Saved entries
=== Section Start ===
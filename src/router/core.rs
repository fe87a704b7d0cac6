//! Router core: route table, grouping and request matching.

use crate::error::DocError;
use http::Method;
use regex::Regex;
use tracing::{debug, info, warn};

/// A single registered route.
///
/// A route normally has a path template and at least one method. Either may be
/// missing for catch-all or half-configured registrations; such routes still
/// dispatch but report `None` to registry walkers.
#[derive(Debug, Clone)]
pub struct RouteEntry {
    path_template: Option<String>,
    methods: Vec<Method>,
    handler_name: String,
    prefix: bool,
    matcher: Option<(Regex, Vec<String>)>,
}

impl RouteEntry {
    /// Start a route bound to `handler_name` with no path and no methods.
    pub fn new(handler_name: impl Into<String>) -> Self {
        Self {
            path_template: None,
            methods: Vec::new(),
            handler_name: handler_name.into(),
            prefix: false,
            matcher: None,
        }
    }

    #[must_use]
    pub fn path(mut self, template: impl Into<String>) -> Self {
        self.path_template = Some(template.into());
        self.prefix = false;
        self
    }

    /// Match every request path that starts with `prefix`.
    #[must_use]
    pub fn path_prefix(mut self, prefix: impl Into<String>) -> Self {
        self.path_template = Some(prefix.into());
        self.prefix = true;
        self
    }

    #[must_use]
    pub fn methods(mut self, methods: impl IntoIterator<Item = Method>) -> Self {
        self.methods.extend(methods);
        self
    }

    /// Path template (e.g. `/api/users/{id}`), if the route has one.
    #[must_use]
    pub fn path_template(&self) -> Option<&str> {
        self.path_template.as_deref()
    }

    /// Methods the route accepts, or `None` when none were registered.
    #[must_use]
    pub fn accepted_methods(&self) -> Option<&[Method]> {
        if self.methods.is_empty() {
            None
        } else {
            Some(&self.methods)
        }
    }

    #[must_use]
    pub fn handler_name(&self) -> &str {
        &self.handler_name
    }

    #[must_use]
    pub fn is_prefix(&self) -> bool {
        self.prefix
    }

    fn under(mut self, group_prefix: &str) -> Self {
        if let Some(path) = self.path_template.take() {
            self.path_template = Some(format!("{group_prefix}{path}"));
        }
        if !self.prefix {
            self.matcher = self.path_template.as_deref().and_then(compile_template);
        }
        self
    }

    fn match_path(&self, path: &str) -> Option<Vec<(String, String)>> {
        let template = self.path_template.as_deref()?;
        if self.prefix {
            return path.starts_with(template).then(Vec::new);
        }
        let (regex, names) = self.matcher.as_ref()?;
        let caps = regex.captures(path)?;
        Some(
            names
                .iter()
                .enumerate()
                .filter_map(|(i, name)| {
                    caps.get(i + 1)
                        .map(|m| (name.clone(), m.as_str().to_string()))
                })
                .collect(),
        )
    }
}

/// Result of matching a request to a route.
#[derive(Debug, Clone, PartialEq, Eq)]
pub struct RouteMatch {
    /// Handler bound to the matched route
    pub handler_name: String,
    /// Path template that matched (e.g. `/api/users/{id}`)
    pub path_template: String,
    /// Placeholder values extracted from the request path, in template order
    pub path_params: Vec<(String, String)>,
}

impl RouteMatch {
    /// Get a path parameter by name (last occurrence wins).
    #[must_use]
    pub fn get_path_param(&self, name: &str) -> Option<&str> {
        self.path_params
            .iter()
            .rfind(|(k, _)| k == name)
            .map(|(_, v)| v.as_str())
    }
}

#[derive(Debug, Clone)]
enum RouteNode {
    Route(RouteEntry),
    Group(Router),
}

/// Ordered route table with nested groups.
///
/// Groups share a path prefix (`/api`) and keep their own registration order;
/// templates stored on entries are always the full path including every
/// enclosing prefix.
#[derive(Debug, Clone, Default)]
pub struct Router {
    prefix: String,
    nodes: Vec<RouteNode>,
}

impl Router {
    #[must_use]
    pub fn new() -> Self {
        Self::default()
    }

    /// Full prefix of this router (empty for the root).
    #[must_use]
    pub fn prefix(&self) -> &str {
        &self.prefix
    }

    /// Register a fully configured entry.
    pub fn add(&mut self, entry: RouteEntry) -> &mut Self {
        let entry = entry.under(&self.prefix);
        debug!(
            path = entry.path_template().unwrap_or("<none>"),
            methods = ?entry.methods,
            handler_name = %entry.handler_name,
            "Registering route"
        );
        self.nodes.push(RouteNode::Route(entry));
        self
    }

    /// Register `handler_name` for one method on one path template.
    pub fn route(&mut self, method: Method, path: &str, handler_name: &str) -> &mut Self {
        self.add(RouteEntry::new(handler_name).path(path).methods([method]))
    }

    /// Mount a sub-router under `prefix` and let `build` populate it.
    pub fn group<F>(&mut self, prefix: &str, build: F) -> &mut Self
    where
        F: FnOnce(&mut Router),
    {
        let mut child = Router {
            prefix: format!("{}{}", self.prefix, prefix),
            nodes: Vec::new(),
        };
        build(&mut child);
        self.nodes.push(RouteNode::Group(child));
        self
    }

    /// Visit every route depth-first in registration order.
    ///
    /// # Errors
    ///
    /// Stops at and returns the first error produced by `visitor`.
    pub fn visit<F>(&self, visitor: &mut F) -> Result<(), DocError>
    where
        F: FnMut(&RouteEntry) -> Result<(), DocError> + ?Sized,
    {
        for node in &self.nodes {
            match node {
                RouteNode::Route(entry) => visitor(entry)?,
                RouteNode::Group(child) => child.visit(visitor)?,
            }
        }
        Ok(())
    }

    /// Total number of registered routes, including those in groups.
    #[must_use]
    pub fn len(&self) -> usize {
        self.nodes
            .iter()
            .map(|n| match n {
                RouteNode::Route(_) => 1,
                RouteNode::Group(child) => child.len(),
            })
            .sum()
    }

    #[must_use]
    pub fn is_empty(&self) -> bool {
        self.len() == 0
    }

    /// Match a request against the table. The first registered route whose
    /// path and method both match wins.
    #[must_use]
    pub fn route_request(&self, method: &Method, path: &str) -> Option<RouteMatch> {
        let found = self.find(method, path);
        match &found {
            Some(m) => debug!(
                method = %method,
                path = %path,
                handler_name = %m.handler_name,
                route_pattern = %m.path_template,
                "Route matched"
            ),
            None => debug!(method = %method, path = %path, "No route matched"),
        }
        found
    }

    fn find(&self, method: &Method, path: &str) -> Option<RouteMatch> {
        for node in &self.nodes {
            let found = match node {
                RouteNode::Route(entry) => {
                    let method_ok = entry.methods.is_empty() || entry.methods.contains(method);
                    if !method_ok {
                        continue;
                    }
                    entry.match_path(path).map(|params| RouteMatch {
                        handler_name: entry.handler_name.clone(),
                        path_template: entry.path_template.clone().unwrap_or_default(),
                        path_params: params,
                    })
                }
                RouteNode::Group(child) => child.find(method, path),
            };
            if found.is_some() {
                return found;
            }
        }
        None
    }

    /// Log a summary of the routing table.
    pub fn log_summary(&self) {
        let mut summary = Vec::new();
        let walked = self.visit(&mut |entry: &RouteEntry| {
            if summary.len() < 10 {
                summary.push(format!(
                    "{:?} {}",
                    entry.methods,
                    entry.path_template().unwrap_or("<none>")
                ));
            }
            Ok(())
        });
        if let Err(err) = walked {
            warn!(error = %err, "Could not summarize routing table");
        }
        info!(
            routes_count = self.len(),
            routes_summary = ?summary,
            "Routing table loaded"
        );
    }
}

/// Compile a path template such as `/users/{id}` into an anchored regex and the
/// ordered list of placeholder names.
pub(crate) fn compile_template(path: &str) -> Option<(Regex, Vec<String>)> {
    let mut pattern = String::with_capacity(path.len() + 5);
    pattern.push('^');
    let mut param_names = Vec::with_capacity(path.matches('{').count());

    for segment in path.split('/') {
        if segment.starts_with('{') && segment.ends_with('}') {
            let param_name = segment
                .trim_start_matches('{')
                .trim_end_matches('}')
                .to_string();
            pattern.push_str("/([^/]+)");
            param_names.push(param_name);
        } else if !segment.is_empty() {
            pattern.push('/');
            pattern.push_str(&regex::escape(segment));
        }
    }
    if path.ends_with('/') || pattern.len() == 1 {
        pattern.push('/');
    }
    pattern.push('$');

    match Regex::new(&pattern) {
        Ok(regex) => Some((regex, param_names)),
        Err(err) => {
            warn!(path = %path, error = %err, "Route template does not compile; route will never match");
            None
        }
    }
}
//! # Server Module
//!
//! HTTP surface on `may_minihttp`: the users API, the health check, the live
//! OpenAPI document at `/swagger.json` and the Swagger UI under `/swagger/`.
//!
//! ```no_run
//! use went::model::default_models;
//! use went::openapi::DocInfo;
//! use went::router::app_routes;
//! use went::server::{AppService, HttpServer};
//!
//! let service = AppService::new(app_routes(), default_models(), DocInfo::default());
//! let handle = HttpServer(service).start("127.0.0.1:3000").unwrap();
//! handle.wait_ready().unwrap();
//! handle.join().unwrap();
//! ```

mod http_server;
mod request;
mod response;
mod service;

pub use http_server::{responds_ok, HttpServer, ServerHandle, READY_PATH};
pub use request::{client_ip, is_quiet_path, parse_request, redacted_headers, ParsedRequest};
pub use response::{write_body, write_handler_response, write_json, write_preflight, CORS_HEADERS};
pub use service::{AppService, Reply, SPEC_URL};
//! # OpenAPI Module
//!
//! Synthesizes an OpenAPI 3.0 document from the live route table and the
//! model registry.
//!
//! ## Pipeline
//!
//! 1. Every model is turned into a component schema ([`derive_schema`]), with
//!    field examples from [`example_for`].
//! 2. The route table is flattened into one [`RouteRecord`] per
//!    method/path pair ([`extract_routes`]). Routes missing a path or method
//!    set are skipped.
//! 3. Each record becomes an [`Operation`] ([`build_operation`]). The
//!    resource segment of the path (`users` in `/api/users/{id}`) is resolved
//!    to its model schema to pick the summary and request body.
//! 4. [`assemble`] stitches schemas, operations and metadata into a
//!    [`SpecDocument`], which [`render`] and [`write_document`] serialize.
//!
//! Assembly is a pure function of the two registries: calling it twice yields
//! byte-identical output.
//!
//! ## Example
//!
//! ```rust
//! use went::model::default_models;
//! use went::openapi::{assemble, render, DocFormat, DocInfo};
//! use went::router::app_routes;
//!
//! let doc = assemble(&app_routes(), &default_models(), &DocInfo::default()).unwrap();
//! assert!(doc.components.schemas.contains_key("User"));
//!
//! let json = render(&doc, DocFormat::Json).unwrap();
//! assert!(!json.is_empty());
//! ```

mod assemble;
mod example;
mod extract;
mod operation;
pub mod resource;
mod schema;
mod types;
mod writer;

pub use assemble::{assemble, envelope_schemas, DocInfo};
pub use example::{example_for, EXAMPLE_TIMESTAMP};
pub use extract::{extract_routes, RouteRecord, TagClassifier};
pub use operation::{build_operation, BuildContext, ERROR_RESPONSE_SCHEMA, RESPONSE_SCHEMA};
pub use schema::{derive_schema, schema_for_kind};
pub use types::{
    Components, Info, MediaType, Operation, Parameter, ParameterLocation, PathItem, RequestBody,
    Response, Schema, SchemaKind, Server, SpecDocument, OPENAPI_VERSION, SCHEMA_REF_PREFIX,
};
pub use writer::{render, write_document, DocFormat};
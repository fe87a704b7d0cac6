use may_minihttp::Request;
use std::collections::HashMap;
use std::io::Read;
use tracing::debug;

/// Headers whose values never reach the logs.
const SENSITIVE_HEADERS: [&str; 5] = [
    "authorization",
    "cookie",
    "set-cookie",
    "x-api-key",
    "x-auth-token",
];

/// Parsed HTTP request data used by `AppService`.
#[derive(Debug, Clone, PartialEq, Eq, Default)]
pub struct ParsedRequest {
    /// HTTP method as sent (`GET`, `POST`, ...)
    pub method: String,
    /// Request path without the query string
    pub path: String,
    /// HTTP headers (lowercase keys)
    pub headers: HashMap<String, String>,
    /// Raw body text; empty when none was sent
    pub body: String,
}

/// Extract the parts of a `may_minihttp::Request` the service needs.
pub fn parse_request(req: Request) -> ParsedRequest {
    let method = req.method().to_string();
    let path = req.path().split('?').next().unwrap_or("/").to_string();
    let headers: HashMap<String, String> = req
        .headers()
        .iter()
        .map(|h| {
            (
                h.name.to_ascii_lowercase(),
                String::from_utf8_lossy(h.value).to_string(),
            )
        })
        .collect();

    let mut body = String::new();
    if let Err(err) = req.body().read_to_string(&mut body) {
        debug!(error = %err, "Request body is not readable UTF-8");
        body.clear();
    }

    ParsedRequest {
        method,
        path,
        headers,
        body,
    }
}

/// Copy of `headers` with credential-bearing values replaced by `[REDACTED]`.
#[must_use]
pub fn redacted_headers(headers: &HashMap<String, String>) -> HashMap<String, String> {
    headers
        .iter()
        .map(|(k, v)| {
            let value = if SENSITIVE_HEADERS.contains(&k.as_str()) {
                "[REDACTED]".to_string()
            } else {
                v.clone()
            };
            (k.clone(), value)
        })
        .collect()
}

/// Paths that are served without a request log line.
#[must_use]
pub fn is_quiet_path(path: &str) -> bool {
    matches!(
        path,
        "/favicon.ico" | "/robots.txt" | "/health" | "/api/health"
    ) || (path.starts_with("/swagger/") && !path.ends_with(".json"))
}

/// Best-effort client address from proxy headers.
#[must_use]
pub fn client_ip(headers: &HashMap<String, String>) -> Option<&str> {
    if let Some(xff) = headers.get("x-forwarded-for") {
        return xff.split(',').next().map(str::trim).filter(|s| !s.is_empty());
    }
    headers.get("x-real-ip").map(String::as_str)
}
=== Section End ===
TASK GOAL –
Across the entries above, find each line with the word "next" and please copy it out.

EXPECTED OUTPUT –
    let path = req.path().split('?').next().unwrap_or("/").to_string();
        return xff.split(',').next().map(str::trim).filter(|s| !s.is_empty());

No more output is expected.